- **Exercise directions**
If a line in the data holds "after", copy that line out in full.

:::

//! States for the update session state machine.
//!
//! This modules is private and restricted to the
//! [`update_session`](crate::update_session) scope. The public interface of
//! the state machine is provided by [`update_session`](crate::update_session).
//!
//! ```ignore
//! use super::states::*;
//! ```
//!
//! Refer to the [`state_machine`](super::state_machine) module for an overview
//! of states, events and transitions.

use console::style;
use log::{debug, info, warn};

use super::context::{FailureReason, Response, SessionContext};
use super::events::*;
use crate::protocol::{Frame, FrameType, UpdateRequest, HOST_ID};

// =============================================================================
// Crate-Public Interface
// =============================================================================

/// Trait adding the ability for a state to be `run` after a transition into it.
pub(crate) trait Runnable {
    /// A state implements this method so it can be `run` after the state
    /// machine transitions into it.
    ///
    /// During this call, the state can do any work that needs to be done and
    /// when finished, requests a transition to a `new state` by returning the
    /// appropriate `event`. The `event` is consumed to create the `new state`
    /// using the corresponding [`From`] trait implementation.
    fn run(&mut self, ctx: &mut SessionContext) -> Event;
}

// Requesting State ============================================================

/// The initial state of a session: announce the update to the board.
///
/// The request carries the protocol version, the number of data frames that
/// will follow and the digest of the whole image. A request is sent once and
/// never retried:
///
///  * **[`PrepareChunkEvent`] => [`PreparingState`]** when the board answers
///    with `Ack`,
///  * **[`DoneEvent`] => [`DoneState`]** when the board answers with `Nack`
///    (the update is rejected), does not answer in time, or the session is
///    cancelled.
#[derive(Debug)]
pub(crate) struct RequestingState {}
impl Runnable for RequestingState {
    fn run(&mut self, ctx: &mut SessionContext) -> Event {
        info!("[{}] => Requesting", ctx.board_id);
        let request = UpdateRequest::new(ctx.image.chunk_count(), *ctx.image.digest());
        let frame = Frame::new(
            FrameType::ProgramUpdateRequest,
            HOST_ID,
            ctx.board_id,
            request.to_bytes().to_vec(),
        );

        match ctx.exchange(frame) {
            Ok(Response::Ack) => Event::PrepareChunk(PrepareChunkEvent {}),
            Ok(Response::Nack) => {
                warn!("[{}] board responded with NACK, update aborted", ctx.board_id);
                Event::done(Err(FailureReason::Rejected))
            }
            Err(reason) => Event::done(Err(reason)),
        }
    }
}

// Preparing State =============================================================

/// A `state` where the chunk at the session's cursor is packed into a
/// `ProgramData` frame, without sending it yet.
///
///  * **[`ChunkReadyEvent`] => [`SendingState`]** when there is still data to
///    send,
///  * **[`DoneEvent`] => [`DoneState`]** with success once the whole image
///    was acknowledged.
#[derive(Debug)]
pub(crate) struct PreparingState {}
impl Runnable for PreparingState {
    fn run(&mut self, ctx: &mut SessionContext) -> Event {
        debug!("[{}] => Preparing (offset {})", ctx.board_id, ctx.cursor.offset());
        match ctx.cursor.current() {
            Some(chunk) => Event::ChunkReady(ChunkReadyEvent {
                packet: Frame::new(FrameType::ProgramData, HOST_ID, ctx.board_id, chunk.to_vec()),
            }),
            None => Event::done(Ok(())),
        }
    }
}

// Sending State ===============================================================

/// A `state` where the prepared chunk is sent and the board's verdict awaited.
/// Only one chunk is ever in flight per board.
///
///  * **[`PrepareChunkEvent`] => [`PreparingState`]** on `Ack`, after moving
///    the cursor past the chunk,
///  * **[`RetransmitEvent`] => [`SendingState`]** on `Nack`, to send the very
///    same frame again,
///  * **[`DoneEvent`] => [`DoneState`]** when the chunk was already sent the
///    maximum number of times, on timeout, or on cancellation.
#[derive(Debug)]
pub(crate) struct SendingState {
    /// The frame to send. Consumed and moved upon a retransmission.
    pub packet: Option<Frame>,
    /// Number of `Nack`s already received for this chunk.
    pub retry_count: u32,
}
impl Runnable for SendingState {
    fn run(&mut self, ctx: &mut SessionContext) -> Event {
        debug!("[{}] => Sending (retry {})", ctx.board_id, self.retry_count);

        if self.retry_count >= ctx.max_retransfers {
            warn!(
                "[{}] chunk at offset {} refused {} times",
                ctx.board_id,
                ctx.cursor.offset(),
                self.retry_count
            );
            return Event::done(Err(FailureReason::RetriesExhausted(self.retry_count)));
        }

        if let Some(packet) = self.packet.take() {
            let response = if self.retry_count > 0 {
                ctx.retransmit(packet.clone())
            } else {
                ctx.exchange(packet.clone())
            };
            return match response {
                Ok(Response::Ack) => {
                    let len = packet.payload().len();
                    ctx.cursor.advance();
                    ctx.stats.bytes_sent += len;
                    ctx.stats.chunks_sent += 1;
                    ctx.progress.inc(len as u64);
                    Event::PrepareChunk(PrepareChunkEvent {})
                }
                Ok(Response::Nack) => {
                    debug!("[{}] chunk refused, sending it again", ctx.board_id);
                    Event::Retransmit(RetransmitEvent {
                        packet,
                        retry_count: self.retry_count + 1,
                    })
                }
                Err(reason) => Event::done(Err(reason)),
            };
        }

        // We should never reach here!
        unreachable!()
    }
}

// Done State ==================================================================

/// Reached when the session completes (normally or abnormally).
///
/// This state goes into a 2-phase execution. During the initial phase, it
/// reports the outcome of the update. It then triggers the [`ExitEvent`] to
/// make the session event loop terminate.
#[derive(Debug, Clone, Copy)]
pub(crate) struct DoneState {
    pub result: Result<(), FailureReason>,
    /// When `true` instructs the session event loop to exit.
    pub should_exit: bool,
}
impl Runnable for DoneState {
    fn run(&mut self, ctx: &mut SessionContext) -> Event {
        info!("[{}] => Done ({:?})", ctx.board_id, self.result);
        let took = ctx.started.elapsed().as_millis();
        let line = match self.result {
            Ok(()) => {
                ctx.progress.finish_with_message("done");
                format!("[FC] ✅ Update finished for board {} (took {} ms)", ctx.board_id, took)
            }
            Err(reason) => {
                ctx.progress.abandon_with_message(format!("{}", style("failed").red()));
                format!(
                    "{}",
                    style(format!(
                        "[FC] 💥 Update failed for board {}: {} (took {} ms)",
                        ctx.board_id, reason, took
                    ))
                    .red()
                )
            }
        };
        if ctx.progress.is_hidden() {
            println!("{}", line);
        } else {
            ctx.progress.println(line);
        }
        Event::Exit(ExitEvent {
            result: self.result,
        })
    }
}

:::

- **Answer to this task**
/// Trait adding the ability for a state to be `run` after a transition into it.
    /// A state implements this method so it can be `run` after the state
///  * **[`PrepareChunkEvent`] => [`PreparingState`]** on `Ack`, after moving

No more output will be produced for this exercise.